**Exercise objective**
From the first line onward, reproduce the records exactly; the final line to include is the one holding "async fn api_definitions(State(state): State<SharedState>)".

(Records contained in a dataset)
async fn remove_definition(
    State(state): State<SharedState>,
    Form(form): Form<KeyForm>,
) -> Result<Redirect, ApiError> {
    Ok(redirect_after(
        state.dispatch(Event::RemoveDefinition(form.key))?,
    ))
}

async fn find_definition(
    State(state): State<SharedState>,
    Form(form): Form<KeyForm>,
) -> Result<Redirect, ApiError> {
    Ok(redirect_after(state.dispatch(Event::FindDefinition(form.key))?))
}

async fn api_state(State(state): State<SharedState>) -> Json<PageView> {
    Json(state.view())
}

#[derive(Debug, Deserialize)]
struct SourceParams {
    id: Option<String>,
}

async fn api_source(
    State(state): State<SharedState>,
    Query(params): Query<SourceParams>,
) -> Result<Json<Source>, ApiError> {
    let id = params
        .id
        .filter(|id| !id.trim().is_empty())
        .ok_or_else(|| ApiError::bad_request("Missing `id` parameter"))?;
    let controller = state.controller.read();
    controller
        .state()
        .sources()
        .iter()
        .find(|source| source.id == id)
        .cloned()
        .map(Json)
        .ok_or_else(|| ApiError::not_found(format!("No source with id {id:?}")))
}

#[derive(Debug, Deserialize)]
struct SearchParams {
    q: Option<String>,
}

#[derive(Debug, Clone, Serialize)]
struct SearchResponsePayload {
    query: String,
    total_hits: usize,
    paragraph_count: usize,
    truncated: bool,
    results: Vec<SearchHit>,
}

/// Stateless search over the current index; does not touch the page's
/// search box.
async fn api_search(
    State(state): State<SharedState>,
    Query(params): Query<SearchParams>,
) -> Result<Json<SearchResponsePayload>, ApiError> {
    let query = params.q.unwrap_or_default().trim().to_string();
    if query.is_empty() {
        return Err(ApiError::bad_request("Search query cannot be empty"));
    }
    let controller = state.controller.read();
    let outcome = search::search(controller.state().index(), &query);
    Ok(Json(SearchResponsePayload {
        query,
        total_hits: outcome.total_hits,
        paragraph_count: outcome.paragraph_count(),
        truncated: outcome.truncated(),
        results: outcome.displayed().to_vec(),
    }))
}

async fn api_definitions(State(state): State<SharedState>) -> Json<Vec<DefinitionCard>> {
    Json(state.view().definitions)
}

fn render_error_page(message: impl Into<String>) -> String {
    let template = ErrorTemplate {
        message: message.into(),
    };
    template
        .render()
        .unwrap_or_else(|_| "<h1>Something went wrong</h1>".to_string())
}

#[derive(Template)]
#[template(
    source = r#"<!DOCTYPE html>
<html lang="en">
  <head>
    <meta charset="utf-8" />
    <title>Study Guide • Error</title>
  </head>
  <body>
    <main>
      <h1>Something went wrong</h1>
      <p>{{ message }}</p>
      <a href="/">Back to the reader</a>
    </main>
  </body>
</html>"#,
    ext = "html"
)]
struct ErrorTemplate {
    message: String,
}

#[derive(Template)]
#[template(
    source = r#"<!DOCTYPE html>
<html lang="en">
  <head>
    <meta charset="utf-8" />
    <meta name="viewport" content="width=device-width, initial-scale=1" />
    <title>Study Guide • {{ page.header.title }}</title>
    {% if chrome.use_tailwind %}
    <script src="https://cdn.jsdelivr.net/npm/@tailwindcss/browser@4"></script>
    {% endif %}
    {% if chrome.use_bootstrap %}
    <link href="https://cdn.jsdelivr.net/npm/bootstrap@5.3.8/dist/css/bootstrap.min.css" rel="stylesheet" integrity="sha384-sRIl4kxILFvY47J16cr9ZwB07vP4J8+LH7qKQnuqkuIAvNWLzeN8tE5YBujZqJLB" crossorigin="anonymous">
    {% endif %}
    <style>
      mark.hit { background: #fde68a; padding: 0 1px; }
      p.para:target { outline: 3px solid #f59e0b; transition: outline-color 1.6s; }
      .toc-paragraph { display: flex; gap: .5rem; text-align: left; }
    </style>
  </head>
  <body class="{{ chrome.body_class }}">
    <header class="px-6 pt-6">
      <p class="{{ chrome.eyebrow_class }}">Study Guide v{{ version }}</p>
      <p id="statusLine">{{ page.status }}</p>
      <form method="post" action="/reload"><button type="submit" class="{{ chrome.ghost_class }}">Reload sources</button></form>
    </header>
    <main class="{{ chrome.layout_class }}">
      <aside class="space-y-4">
        <section class="{{ chrome.panel_class }}" id="sourceList">
          <h2 class="{{ chrome.eyebrow_class }}">Sources</h2>
          {% if page.sources.len() == 0 %}
          <div class="empty">No sources found.</div>
          {% endif %}
          {% for source in page.sources %}
          <form method="post" action="/sources/select">
            <input type="hidden" name="id" value="{{ source.id }}">
            <button type="submit" class="source-item {% if source.active %}active font-bold{% endif %}">{{ source.title }}</button>
          </form>
          {% endfor %}
        </section>
        <section class="{{ chrome.panel_class }}" id="tocList">
          <h2 class="{{ chrome.eyebrow_class }}">Contents</h2>
          <p id="tocMeta" class="text-sm">{{ page.toc.meta }}</p>
          {% for section in page.toc.sections %}
          <div class="toc-section">
            {% match section.target %}
            {% when Some with (target) %}
            <form method="post" action="/toc/jump">
              <input type="hidden" name="target" value="{{ target }}">
              <button type="submit" class="toc-chapter font-semibold">{{ section.label }}</button>
            </form>
            {% when None %}
            <button type="button" class="toc-chapter font-semibold" disabled>{{ section.label }}</button>
            {% endmatch %}
            <div class="toc-paragraphs">
              {% for row in section.rows %}
              <form method="post" action="/toc/jump">
                <input type="hidden" name="target" value="{{ row.target }}">
                <button type="submit" class="toc-paragraph text-sm"><span class="toc-number">{{ row.number }}</span><span class="toc-snippet">{{ row.snippet }}</span></button>
              </form>
              {% endfor %}
            </div>
          </div>
          {% endfor %}
        </section>
      </aside>

      <article class="{{ chrome.panel_class }}">
        <h1 id="activeTitle" class="{{ chrome.headline_class }}">{{ page.header.title }}</h1>
        <p id="activeMeta" class="text-sm text-slate-500">{{ page.header.meta }}</p>
        <div id="content">
          {% for section in page.content %}
          {% match section.heading %}
          {% when Some with (heading) %}
          <h3 class="text-lg font-semibold mt-4">{{ heading }}</h3>
          {% when None %}
          {% endmatch %}
          {% for paragraph in section.paragraphs %}
          <p class="para" id="{{ paragraph.dom_id }}">{% for segment in paragraph.segments %}{% if segment.hit %}<mark class="hit">{{ segment.text }}</mark>{% else %}{{ segment.text }}{% endif %}{% endfor %}</p>
          {% endfor %}
          {% endfor %}
        </div>
      </article>

      <aside class="space-y-4">
        <section class="{{ chrome.panel_class }}">
          <form id="searchForm" method="post" action="/search" class="space-y-2">
            <input id="searchInput" name="q" value="{{ page.search.term }}" placeholder="Search all sources" class="{{ chrome.input_class }}">
            <button type="submit" class="{{ chrome.button_class }}">Search</button>
          </form>
          <form method="post" action="/search/clear"><button id="clearSearchBtn" type="submit" class="{{ chrome.ghost_class }}">Clear</button></form>
          <p id="searchSummary" class="text-sm">{{ page.search.summary }}</p>
          <div id="resultsList" class="space-y-2">
            {% match page.search.empty_message %}
            {% when Some with (message) %}
            <div class="empty">{{ message }}</div>
            {% when None %}
            {% endmatch %}
            {% for result in page.search.results %}
            <form method="post" action="/results/open">
              <input type="hidden" name="position" value="{{ result.position }}">
              <button type="submit" class="result-item text-left">
                <div class="result-title font-semibold">{{ result.title }}</div>
                <div class="result-snippet text-sm">{% for segment in result.segments %}{% if segment.hit %}<mark class="hit">{{ segment.text }}</mark>{% else %}{{ segment.text }}{% endif %}{% endfor %}</div>
              </button>
            </form>
            {% endfor %}
            {% match page.search.more_note %}
            {% when Some with (note) %}
            <div class="panel-note text-sm">{{ note }}</div>
            {% when None %}
            {% endmatch %}
          </div>
        </section>

        <section class="{{ chrome.panel_class }}" id="selectionPanel">
          <h2 class="{{ chrome.eyebrow_class }}">Define a phrase</h2>
          {% match selection %}
          {% when Some with (panel) %}
          <p id="selectionText" class="font-semibold">{{ panel.phrase }}</p>
          <form method="post" action="/definitions" class="space-y-2">
            <textarea id="definitionInput" name="definition" rows="3" class="{{ chrome.input_class }}">{{ panel.draft }}</textarea>
            {% match panel.error %}
            {% when Some with (error) %}
            <p id="definitionError" class="text-sm text-red-700">{{ error }}</p>
            {% when None %}
            {% endmatch %}
            <button id="saveDefinitionBtn" type="submit" class="{{ chrome.button_class }}">Save</button>
          </form>
          <form method="post" action="/selection/cancel"><button id="cancelSelectionBtn" type="submit" class="{{ chrome.ghost_class }}">Cancel</button></form>
          {% when None %}
          <form id="selectionForm" method="post" action="/selection" class="space-y-2">
            <input id="selectionInput" name="text" placeholder="Select text or type a phrase" class="{{ chrome.input_class }}">
            <button type="submit" class="{{ chrome.ghost_class }}">Define</button>
          </form>
          {% endmatch %}
        </section>

        <section class="{{ chrome.panel_class }}" id="definitionsList">
          <h2 class="{{ chrome.eyebrow_class }}">Definitions</h2>
          {% if page.definitions.len() == 0 %}
          <div class="empty">No definitions yet.</div>
          {% endif %}
          {% for card in page.definitions %}
          <div class="definition-card border-t pt-2">
            <div class="definition-term font-semibold">{{ card.phrase }}</div>
            <div class="definition-body">{{ card.definition }}</div>
            <div class="definition-meta text-sm text-slate-500">{{ card.meta }}</div>
            <div class="definition-actions flex gap-2">
              <form method="post" action="/definitions/find"><input type="hidden" name="key" value="{{ card.key }}"><button type="submit" class="{{ chrome.ghost_class }}">Find</button></form>
              <form method="post" action="/definitions/edit"><input type="hidden" name="key" value="{{ card.key }}"><button type="submit" class="{{ chrome.ghost_class }}">Edit</button></form>
              <form method="post" action="/definitions/remove"><input type="hidden" name="key" value="{{ card.key }}"><button type="submit" class="{{ chrome.danger_class }}">Remove</button></form>
            </div>
          </div>
          {% endfor %}
        </section>
      </aside>
    </main>
    <script>
      document.getElementById('content').addEventListener('mouseup', function () {
        var form = document.getElementById('selectionForm');
        var text = String(window.getSelection() || '').trim();
        if (form && text) {
          document.getElementById('selectionInput').value = text;
          form.submit();
        }
      });
    </script>
  </body>
</html>"#,
    ext = "html"
)]
struct PageTemplate<'a> {
    chrome: Chrome,
    page: &'a PageView,
    selection: Option<&'a SelectionPanel>,
    version: &'static str,
}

**Result**
async fn remove_definition(
    State(state): State<SharedState>,
    Form(form): Form<KeyForm>,
) -> Result<Redirect, ApiError> {
    Ok(redirect_after(
        state.dispatch(Event::RemoveDefinition(form.key))?,
    ))
}

async fn find_definition(
    State(state): State<SharedState>,
    Form(form): Form<KeyForm>,
) -> Result<Redirect, ApiError> {
    Ok(redirect_after(state.dispatch(Event::FindDefinition(form.key))?))
}

async fn api_state(State(state): State<SharedState>) -> Json<PageView> {
    Json(state.view())
}

#[derive(Debug, Deserialize)]
struct SourceParams {
    id: Option<String>,
}

async fn api_source(
    State(state): State<SharedState>,
    Query(params): Query<SourceParams>,
) -> Result<Json<Source>, ApiError> {
    let id = params
        .id
        .filter(|id| !id.trim().is_empty())
        .ok_or_else(|| ApiError::bad_request("Missing `id` parameter"))?;
    let controller = state.controller.read();
    controller
        .state()
        .sources()
        .iter()
        .find(|source| source.id == id)
        .cloned()
        .map(Json)
        .ok_or_else(|| ApiError::not_found(format!("No source with id {id:?}")))
}

#[derive(Debug, Deserialize)]
struct SearchParams {
    q: Option<String>,
}

#[derive(Debug, Clone, Serialize)]
struct SearchResponsePayload {
    query: String,
    total_hits: usize,
    paragraph_count: usize,
    truncated: bool,
    results: Vec<SearchHit>,
}

/// Stateless search over the current index; does not touch the page's
/// search box.
async fn api_search(
    State(state): State<SharedState>,
    Query(params): Query<SearchParams>,
) -> Result<Json<SearchResponsePayload>, ApiError> {
    let query = params.q.unwrap_or_default().trim().to_string();
    if query.is_empty() {
        return Err(ApiError::bad_request("Search query cannot be empty"));
    }
    let controller = state.controller.read();
    let outcome = search::search(controller.state().index(), &query);
    Ok(Json(SearchResponsePayload {
        query,
        total_hits: outcome.total_hits,
        paragraph_count: outcome.paragraph_count(),
        truncated: outcome.truncated(),
        results: outcome.displayed().to_vec(),
    }))
}

async fn api_definitions(State(state): State<SharedState>) -> Json<Vec<DefinitionCard>> {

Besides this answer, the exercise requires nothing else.